Wirtschaftskontakte nach rechts
»idea«, die immer wieder aus linksliberalen und linken Spektren in der evangelischen Kirche heraus scharf kritisiert worden ist, führt seit 1999 einen »Kongress christlicher Führungskräfte« durch, der aus zwei Gründen eine größere Bedeutung hat. Zum einen versammelt er mit zuletzt 3.500 TeilnehmerInnen eine hohe Zahl teils einflussreicher konservativer ProtestantInnen. Zum anderen bringt er auch WirtschaftsvertreterInnen und Personen aus der äußersten Rechten zusammen. In der Vergangenheit gab es auf dem Kongress beispielsweise Vorträge des Direktors des »Instituts der deutschen Wirtschaft Köln«, Michael Hüther, sowie von ManagerInnen der »Commerzbank« und der »Deutschen Bank«, aber auch von Frauke Petry, als sie noch der AfD angehörte, und von der Antifeministin Birgit Kelle.
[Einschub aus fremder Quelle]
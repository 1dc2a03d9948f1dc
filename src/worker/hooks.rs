//! Global keyboard/mouse hook worker backed by rdev.
//!
//! This family does not poll. Opening registers a global input hook whose
//! callbacks run on a hook-owned thread and push straight into the funnel;
//! the worker thread itself only idles in short cooperative waits until
//! `stop()`. rdev offers no way to unregister a hook once installed, so
//! stopping mutes the callbacks through an atomic gate instead.

use crate::config::HookConfig;
use crate::event::{EventPayload, EventRecord, Family, MouseAction, StopReason};
use crate::funnel::EventSink;
use crate::worker::{StateCell, WorkerControl, WorkerError, WorkerState};
use rdev::EventType;
use std::sync::atomic::{AtomicBool, Ordering};
use std::sync::Arc;
use std::thread::{self, JoinHandle};
use std::time::Duration;
use tracing::{info, warn};

/// How long to wait for the hook installation to report failure before
/// assuming it is in place and blocking in its dispatch loop.
const INSTALL_GRACE: Duration = Duration::from_millis(300);

/// Idle wait between stop-flag checks.
const IDLE_WAIT: Duration = Duration::from_millis(200);

/// Captures global keyboard and mouse events system-wide.
pub struct HookWorker {
    config: HookConfig,
    sink: EventSink,
    stop: Arc<AtomicBool>,
    gate: Arc<AtomicBool>,
    state: Arc<StateCell>,
    thread: Option<JoinHandle<()>>,
    started: bool,
}

impl HookWorker {
    pub fn new(config: HookConfig, sink: EventSink) -> Self {
        Self {
            config,
            sink,
            stop: Arc::new(AtomicBool::new(false)),
            gate: Arc::new(AtomicBool::new(false)),
            state: Arc::new(StateCell::new()),
            thread: None,
            started: false,
        }
    }
}

impl WorkerControl for HookWorker {
    fn family(&self) -> Family {
        Family::Hooks
    }

    fn state(&self) -> WorkerState {
        self.state.get()
    }

    /// Install the global hook and begin streaming callback events. One
    /// shot: a stopped hook worker cannot be restarted, because the old
    /// hook thread cannot be torn down and would double up on a new one.
    fn start(&mut self) -> Result<(), WorkerError> {
        if self.started {
            return Err(WorkerError::AlreadyRunning);
        }
        self.started = true;

        self.state.set(WorkerState::Opening);
        self.gate.store(true, Ordering::SeqCst);

        let config = self.config.clone();
        let sink = self.sink.clone();
        let stop = self.stop.clone();
        let gate = self.gate.clone();
        let state = self.state.clone();

        let handle = match thread::Builder::new()
            .name("hooks-worker".to_string())
            .spawn(move || run_hooks(config, sink, stop, gate, state))
        {
            Ok(handle) => handle,
            Err(e) => {
                self.gate.store(false, Ordering::SeqCst);
                self.state.set(WorkerState::Stopped);
                return Err(e.into());
            }
        };
        self.thread = Some(handle);
        Ok(())
    }

    fn stop(&mut self) {
        self.stop.store(true, Ordering::SeqCst);
        match self.thread.take() {
            Some(handle) => {
                let _ = handle.join();
            }
            None => self.state.set(WorkerState::Stopped),
        }
    }
}

impl Drop for HookWorker {
    fn drop(&mut self) {
        self.stop();
    }
}

fn run_hooks(
    config: HookConfig,
    sink: EventSink,
    stop: Arc<AtomicBool>,
    gate: Arc<AtomicBool>,
    state: Arc<StateCell>,
) {
    let (err_tx, err_rx) = crossbeam_channel::bounded(1);

    // The hook thread blocks inside rdev's dispatch loop for the rest of the
    // process lifetime; the gate is the only way to quiet it.
    {
        let config = config.clone();
        let sink = sink.clone();
        let gate = gate.clone();
        thread::spawn(move || {
            let result = rdev::listen(move |event| {
                if !gate.load(Ordering::Relaxed) {
                    return;
                }
                if let Some(payload) = translate(&config, &event.event_type) {
                    sink.push(EventRecord::new(payload));
                }
            });
            if let Err(e) = result {
                let _ = err_tx.send(format!("{e:?}"));
            }
        });
    }

    // listen() only returns on failure; silence within the grace period
    // means the hook is installed and dispatching.
    let install_failure = match err_rx.recv_timeout(INSTALL_GRACE) {
        Ok(detail) => Some(detail),
        Err(crossbeam_channel::RecvTimeoutError::Disconnected) => {
            Some("hook thread exited without reporting".to_string())
        }
        Err(crossbeam_channel::RecvTimeoutError::Timeout) => None,
    };
    if let Some(detail) = install_failure {
        warn!(error = %detail, "failed to install input hooks");
        gate.store(false, Ordering::SeqCst);
        sink.push(EventRecord::new(EventPayload::WorkerStopped {
            family: Family::Hooks,
            reason: StopReason::OpenFailed,
        }));
        state.set(WorkerState::Stopped);
        return;
    }

    state.set(WorkerState::Streaming);
    info!("input hooks installed");

    let mut reason = StopReason::Requested;
    while !stop.load(Ordering::SeqCst) {
        // The hook thread dying mid-stream is a read failure.
        if err_rx.try_recv().is_ok() {
            warn!("input hook thread exited unexpectedly");
            reason = StopReason::ReadFailed;
            break;
        }
        thread::sleep(IDLE_WAIT);
    }

    state.set(WorkerState::Stopping);
    gate.store(false, Ordering::SeqCst);
    sink.push(EventRecord::new(EventPayload::WorkerStopped {
        family: Family::Hooks,
        reason,
    }));
    state.set(WorkerState::Stopped);
    info!("hook worker stopped");
}

/// Map a hook callback to an event payload, honoring the capture toggles.
fn translate(config: &HookConfig, event_type: &EventType) -> Option<EventPayload> {
    match event_type {
        EventType::KeyPress(key) if config.keyboard => Some(EventPayload::Keyboard {
            key: format!("{key:?}"),
            pressed: true,
        }),
        EventType::KeyRelease(key) if config.keyboard => Some(EventPayload::Keyboard {
            key: format!("{key:?}"),
            pressed: false,
        }),
        EventType::ButtonPress(button) if config.mouse => Some(EventPayload::Mouse {
            action: MouseAction::Button {
                button: format!("{button:?}"),
                pressed: true,
            },
        }),
        EventType::ButtonRelease(button) if config.mouse => Some(EventPayload::Mouse {
            action: MouseAction::Button {
                button: format!("{button:?}"),
                pressed: false,
            },
        }),
        EventType::MouseMove { x, y } if config.mouse => Some(EventPayload::Mouse {
            action: MouseAction::Move { x: *x, y: *y },
        }),
        EventType::Wheel { delta_x, delta_y } if config.mouse => Some(EventPayload::Mouse {
            action: MouseAction::Wheel {
                delta_x: *delta_x,
                delta_y: *delta_y,
            },
        }),
        _ => None,
    }
}

#[cfg(test)]
mod tests {
    use super::*;
    use crate::funnel::funnel;
    use rdev::{Button, Key};

    #[test]
    fn test_stopped_hook_worker_cannot_restart() {
        let (sink, _drain) = funnel();
        let mut worker = HookWorker::new(HookConfig::default(), sink);

        worker.start().unwrap();
        worker.stop();
        assert_eq!(worker.state(), WorkerState::Stopped);

        // The old hook thread cannot be unregistered, so a second start
        // would stack a duplicate hook; it must be rejected.
        assert!(matches!(worker.start(), Err(WorkerError::AlreadyRunning)));
        assert_eq!(worker.state(), WorkerState::Stopped);
    }

    #[test]
    fn test_translate_respects_keyboard_toggle() {
        let config = HookConfig {
            keyboard: false,
            mouse: true,
        };
        assert!(translate(&config, &EventType::KeyPress(Key::KeyA)).is_none());
        assert!(translate(&config, &EventType::MouseMove { x: 1.0, y: 2.0 }).is_some());
    }

    #[test]
    fn test_translate_respects_mouse_toggle() {
        let config = HookConfig {
            keyboard: true,
            mouse: false,
        };
        assert!(translate(&config, &EventType::ButtonPress(Button::Left)).is_none());
        assert!(translate(&config, &EventType::Wheel { delta_x: 0, delta_y: 1 }).is_none());

        match translate(&config, &EventType::KeyRelease(Key::Escape)) {
            Some(EventPayload::Keyboard { key, pressed }) => {
                assert_eq!(key, "Escape");
                assert!(!pressed);
            }
            other => panic!("unexpected payload: {other:?}"),
        }
    }

    #[test]
    fn test_translate_mouse_move_carries_position() {
        let config = HookConfig::default();
        match translate(&config, &EventType::MouseMove { x: 10.5, y: 20.25 }) {
            Some(EventPayload::Mouse {
                action: MouseAction::Move { x, y },
            }) => {
                assert_eq!(x, 10.5);
                assert_eq!(y, 20.25);
            }
            other => panic!("unexpected payload: {other:?}"),
        }
    }
}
Regelmäßig zugegen sind die evangelikalen Unternehmer Friedhelm Loh und Heinrich Otto Deichmann, zwei wichtige Sponsoren der evangelikalen Szene. Deichmann erwirtschaftet mit der größten Schuhhandelsfirma Europas einen Jahresumsatz von zuletzt 5,6 Milliarden Euro, während die »Loh Group« mit Sitz im hessischen Haiger – Unternehmenschef Friedhelm Loh gehörte zeitweise dem Präsidium des »Bundesverband der deutschen Industrie« an – auf einen Jahresumsatz von zuletzt 2,2 Milliarden Euro kam.

Kontinuität
Matthies bleibt »idea« auch nach dem Ende seiner Tätigkeit als Leiter erhalten. Er arbeitet seit dem 1. Januar 2018 im Vorstand des Vereins »idea e. V.« mit. Den Vorsitz hat mit Johannes Holmer ein Pastor aus dem mecklenburgischen Bülow inne, der sich mehrmals dafür ausgesprochen hat, AfD zu wählen. Dass sich der Kurs der Nachrichtenagentur und vor allem ihres wichtigsten Produkts »ideaSpektrum« unter Matthies´ Nachfolger Matthias Pankau ändern wird, steht kaum zu vermuten. Immerhin hat der sächsische Pfarrer schon in der zweiten Hälfte der 1990er Jahre ein Volontariat bei dem Blatt absolviert und ab 2006 dessen Redaktionsbüro Ost aufgebaut – er trägt die Ausrichtung des Blattes also seit Jahren mit.

Nur im ABO lesbar:

Ein Streifzug durch
die Medien der
christlichen Rechten

von Ulli Jentsch und Eike Sanders in der Ausgabe 172 Magazin »der rechte rand« Mai/Juni 2018

 

Nachtrag der Redaktion:
Ab Februar 2018 soll Helmut Matthies die Aufgabe des Vorstandsvorsitzenden des idea e.V. übernommen haben. Johannes Holmer ist demnach Stellvertretender Vorsitzender des Vereins. Die Leitung von idea hat Matthias Pankau übernommen.